Yet more good news: I know how to meditate unguided, kinda maybe

 So yeah that's been happening, the guidance is starting to grill my ears whatever, or maybe I feel pressured anxious whatever. For the last several days I've been meditating on my own, with the pattern set by the headspace guidance. It's been working, I can feel in my body the stress sorta melting away. And also the biggest achievement has been when going to bed I follow their sleep things, but without listening, all on my own, and I have a tough time keeping my eyes for even like five minutes, It's insane how much better I've gotten with going to sleep in such a short time. Suspiciously good actually.

And there's a theory in there, after yesterday. For the first time in a long time I slept after 12, went to bed at 10.25, and then slept at maybe 10.35. I got up at 2.30 and then did I use the restroom or not, it's unclear, in any case at some point I did go to the loo, and maybe had trouble sleeping? I don't know it's unclear but sleep was disrupted more than usual which leads me to believe my body is absolutely set on me sleeping at twelve, not being productive at night and is unwilling to budge. What a stupid suckass fucking everything I've been trying to do, just against my drive and motivation and focus you know all of it.

Yeah anyway so the selfmeditating has been working so well, for managing anxiety at least. Only thing I need to begin working on is focus, productivity, happiness, creativity, those other things, mood management almost. And then mindfulness, that's the most fundamental sorta situation I want to be at, always aware and mindful of my physical surroundings, not being distracted by my feelings and emotions, not lost in the illusions and palaces of my own mind. That's the target. We're not much close to that, but at least there's the right direction, so things aren't terrible, don't worry guys.

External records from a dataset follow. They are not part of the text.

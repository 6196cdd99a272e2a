//! Traits at the seams between hyperparameters, fitted models and data.

/// Fit a model from an observation matrix, consuming nothing.
pub trait Fit<R, E: std::error::Error> {
    type Object;

    fn fit(&self, records: &R) -> Result<Self::Object, E>;
}

/// Predict targets for an observation collection, writing into a
/// caller-provided buffer.
pub trait PredictInplace<R: ?Sized, T> {
    /// Predict targets for `records` and store them in `targets`.
    fn predict_inplace(&self, records: &R, targets: &mut T);

    /// Create a target buffer of the right shape for `records`.
    fn default_target(&self, records: &R) -> T;
}

/// Predict targets for an observation collection, allocating the result.
pub trait Predict<R, T> {
    fn predict(&self, records: R) -> T;
}

impl<R, T, O: PredictInplace<R, T>> Predict<&R, T> for O {
    fn predict(&self, records: &R) -> T {
        let mut targets = self.default_target(records);
        self.predict_inplace(records, &mut targets);
        targets
    }
}
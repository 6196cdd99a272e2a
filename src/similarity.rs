//! Pairwise affinity construction for the SymNMF pipeline.
//!
//! Raw points are turned into a Gaussian (heat-kernel) similarity matrix
//! `W`, whose row sums form the diagonal degree matrix `D`, and finally the
//! symmetrically normalized affinity `A = D^(-1/2) · W · D^(-1/2)` that the
//! factorizer consumes.

use ndarray::{Array1, Array2, ArrayBase, Data, Ix2};
use thiserror::Error;

use crate::distance::{Distance, L2Dist};
use crate::Float;

#[derive(Error, Debug)]
pub enum SimilarityError {
    /// A point with zero similarity to every other point produces a
    /// zero-degree row, which cannot be normalized without dividing by
    /// zero.
    #[error("point {0} has zero similarity to every other point, the affinity matrix cannot be normalized")]
    ZeroDegree(usize),
}

/// Gaussian similarity matrix of a point set.
///
/// `W[(i, j)] = exp(-||p_i - p_j||² / 2)` for `i ≠ j` and `W[(i, i)] = 0`.
/// Only the upper triangle is computed and then mirrored, so the result is
/// symmetric bit-for-bit rather than up to rounding.
pub fn similarity<F: Float, D: Data<Elem = F>>(observations: &ArrayBase<D, Ix2>) -> Array2<F> {
    let n_samples = observations.nrows();
    let mut w = Array2::zeros((n_samples, n_samples));

    for i in 0..n_samples {
        for j in (i + 1)..n_samples {
            let sq_dist = L2Dist.rdistance(observations.row(i), observations.row(j));
            let affinity = (-sq_dist / F::cast(2.)).exp();
            w[(i, j)] = affinity;
            w[(j, i)] = affinity;
        }
    }
    w
}

/// Row sums of an affinity matrix, i.e. the diagonal of the degree matrix.
pub fn degree_vector<F: Float, D: Data<Elem = F>>(w: &ArrayBase<D, Ix2>) -> Array1<F> {
    w.rows().into_iter().map(|row| row.sum()).collect()
}

/// Diagonal degree matrix of a point set, materialized as a full `N × N`
/// matrix with the row sums of [`similarity`] on the diagonal.
pub fn degree<F: Float, D: Data<Elem = F>>(observations: &ArrayBase<D, Ix2>) -> Array2<F> {
    Array2::from_diag(&degree_vector(&similarity(observations)))
}

/// Symmetric normalization `A = D^(-1/2) · W · D^(-1/2)` of an affinity
/// matrix.
///
/// `A[(i, j)] = W[(i, j)] / sqrt(D[i] · D[j])`, computed on the upper
/// triangle and mirrored like [`similarity`]. Fails with
/// [`SimilarityError::ZeroDegree`] when any row of `w` sums to zero; the
/// result never contains NaN or infinities.
pub fn normalize<F: Float, D: Data<Elem = F>>(
    w: &ArrayBase<D, Ix2>,
) -> Result<Array2<F>, SimilarityError> {
    let degrees = degree_vector(w);
    if let Some(isolated) = degrees.iter().position(|d| *d <= F::zero()) {
        return Err(SimilarityError::ZeroDegree(isolated));
    }
    let inv_sqrt = degrees.mapv(|d| F::one() / d.sqrt());

    let n_samples = w.nrows();
    let mut a = Array2::zeros((n_samples, n_samples));
    for i in 0..n_samples {
        a[(i, i)] = w[(i, i)] * inv_sqrt[i] * inv_sqrt[i];
        for j in (i + 1)..n_samples {
            let scaled = w[(i, j)] * inv_sqrt[i] * inv_sqrt[j];
            a[(i, j)] = scaled;
            a[(j, i)] = scaled;
        }
    }
    Ok(a)
}

/// Normalized similarity matrix of a point set, composing [`similarity`]
/// and [`normalize`].
pub fn normalized<F: Float, D: Data<Elem = F>>(
    observations: &ArrayBase<D, Ix2>,
) -> Result<Array2<F>, SimilarityError> {
    normalize(&similarity(observations))
}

Is it about the free time, is it having undisturbed block of energy and concentration, without being distracted by sounds or notifications or roommates? What's stopping me, why has the energy or the drive been chilling lately? And what's up with being so lazy in not following the rules I set up for myself in this blog? It shouldn't be this hard, it was my choice to write in this blog, and I should be having fun doing it. Shouldn't be a chore. It's so weird and annoying. There's nothing sapping my energy and yet I feel...tired...despite having all the vitamins and going on walks and managing the light situation. Weeeird.

The other school of thought is, that late Jan/Feb is just like this, for everybody, the SAD starts hitting the best of folks in the best of times, and there's nothing anybody can do about it. The best one can to is trying to fight back, as I have, so we haven' completely abandoned our goals and dreams. The target of coming up with a novel is further away than ever, but as long as the words are put on the page, and there's some expectation of being read, things are okay.

Back to the meditation situation. It was supposed to help me. It has. But. I've sorta' abandoned it to begin with, so writing's not going good because the meditation's being abandoned. And I've been brushing late and making bed late, so that's though, more to come on that later.

God this winter sucks, the pandemic is sucking ballz, can we have good things come in soon, pretty please errybody?